她用力撞击着壁垒,撞得头破血流也不停止,绯红的光在她反复的撞击上,竟然变得越来越薄弱,直至消失。
此时,天际引来一段光,险些破开了整个天幕。
那样的异象让走在半路上的镜邪忍不住皱起了眉头,“到底出了什么事情?”
因为笃信自己设置下的术法,他并没有怀疑是宗曳出了什么事情。
他的步伐越渐仓促,凭借气息追踪,片刻之后他就赶到了乱葬岗处,那个男人在乱葬岗上徘徊了一圈又一圈,他的步伐总是那么缓,或许就是在等待他。
他未语先笑,笑声和他的人一般阴祟,“你来了。”
镜邪不说话,只尽全力攻击,古琴立于地面,拉起的琴弦一根根地拨弄,发出一阵鬼魅的音符,那男子捂着不断渗落黑色液体的耳膜,第一次觉得死亡离自己那么近。
可他仍是笑,仿佛胜券在握。
遍身留下了黑色的液体,身上被凌厉的劲风撕开了一道道黑色的伤口,几乎体无完肤。
就在镜邪快要将他彻底杀死时,他忽然收敛笑容,大喊起来,“你若还是与我纠缠,不尽快赶去救宗曳,那你自己也就危险了。

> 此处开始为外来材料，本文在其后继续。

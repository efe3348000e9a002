use serde::{Deserialize, Serialize};

use crate::{
    inquiry::ValidationRules,
    listing::{BOOKING_WINDOW_DAYS, DEFAULT_PAGE_SIZE, TripListProcessor},
    source,
};

/// Widget configuration as served next to the page, keys kept upper case.
#[derive(Debug, Clone, Default, PartialEq, Serialize, Deserialize)]
pub struct Config {
    #[serde(rename = "TRIPS_API_URL", default)]
    pub trips_api_url: String,
    #[serde(
        rename = "INQUIRY_FORM_URL",
        default,
        skip_serializing_if = "Option::is_none"
    )]
    pub inquiry_form_url: Option<String>,
    #[serde(flatten)]
    pub listing: ListingConfig,
}

impl Config {
    pub fn new(trips_api_url: impl Into<String>) -> Self {
        Self {
            trips_api_url: trips_api_url.into(),
            ..Default::default()
        }
    }

    pub fn with_inquiry_form_url(mut self, url: impl Into<String>) -> Self {
        self.inquiry_form_url = Some(url.into());
        self
    }

    pub fn with_listing(mut self, listing: ListingConfig) -> Self {
        self.listing = listing;
        self
    }

    pub fn from_json(json: &str) -> Result<Self, source::Error> {
        let config: Self = serde_json::from_str(json)?;
        if config.trips_api_url.trim().is_empty() {
            return Err(source::Error::MissingTripsUrl);
        }
        Ok(config)
    }

    /// Where inquiries are posted. An explicit `INQUIRY_FORM_URL` wins,
    /// otherwise the trips endpoint without its query string.
    pub fn submission_url(&self) -> &str {
        match self.inquiry_form_url.as_deref().map(str::trim) {
            Some(url) if !url.is_empty() => url,
            _ => strip_query(self.trips_api_url.trim()),
        }
    }
}

fn strip_query(url: &str) -> &str {
    match url.find(['?', '#']) {
        Some(end) => url.get(..end).unwrap_or(url),
        None => url,
    }
}

#[derive(Debug, Clone, Copy, PartialEq, Serialize, Deserialize)]
pub struct ListingConfig {
    #[serde(rename = "PAGE_SIZE", default = "default_page_size")]
    pub page_size: usize,
    #[serde(rename = "BOOKING_WINDOW_DAYS", default = "default_booking_window")]
    pub booking_window_days: i64,
    /// Off restores the legacy rule where a mobile number only has to be present.
    #[serde(rename = "STRICT_MOBILE_VALIDATION", default = "default_strict_mobile")]
    pub strict_mobile: bool,
}

impl Default for ListingConfig {
    fn default() -> Self {
        Self {
            page_size: DEFAULT_PAGE_SIZE,
            booking_window_days: BOOKING_WINDOW_DAYS,
            strict_mobile: true,
        }
    }
}

impl ListingConfig {
    pub fn processor(&self) -> TripListProcessor {
        TripListProcessor::new()
            .page_size(self.page_size)
            .booking_window(self.booking_window_days)
    }

    pub fn validation_rules(&self) -> ValidationRules {
        ValidationRules {
            strict_mobile: self.strict_mobile,
        }
    }
}

fn default_page_size() -> usize {
    DEFAULT_PAGE_SIZE
}

fn default_booking_window() -> i64 {
    BOOKING_WINDOW_DAYS
}

fn default_strict_mobile() -> bool {
    true
}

”
他的话音刚落,镜邪的身体就传出被撕裂的疼,那股痛自然不是因为他受了伤,痛的出处还在于宗曳。
镜邪的脸悄然变色。
男子抹了把脸上浓稠的黑水,阴戾地说,“这招就叫调虎离山之计,枉你聪明一世,就这点脑子吗?”
镜邪如疾风似的窜了出去。
他来到酒楼里,“宗曳,宗曳。”
宗曳不在,地面都是鲜血,那个女人竟然硬生生地用自己的躯体撞破了禁制,按理说他的禁制也不至于那么弱,只是宗曳的影响,让他的实力逐步削弱,可想而知,虫咒控制的不是宗曳,而是他。
他冲出了酒楼,新月下,虫子泛滥,爬行了满条街都是,窸窸窣窣的声音不绝于耳,更甚者,无数的虫子载着棺木,尸体前行着。
他一数,竟然有上百具棺木,但是眼下时间匆忙,他根本来不及一个个的清查。
第一百一十章不入浮屠(二)
腐朽的气息笼罩了整个天地,原本可以凭借气息找到那个女人,如今更浓烈的腐朽气息让他束手无策,无奈之下,他只得放出自己的灵识。
因为他忽然想起了宗曳曾经说过的,其中一个女人只有半个影子。
那么也就是说,只要找到半个影子的女人就足够了。
他一具具地掀翻棺木,在最后的棺木里找到了那个面容破碎的男人,他拉出一根琴弦,割裂了他的脖子,“宗曳在哪里?”
男子揉了揉自己不断渗血的脖子,深深地吸了口气,“真是惨忍啊!不过你要找的人我也不知道在哪里,你就算杀了我也无济于事。”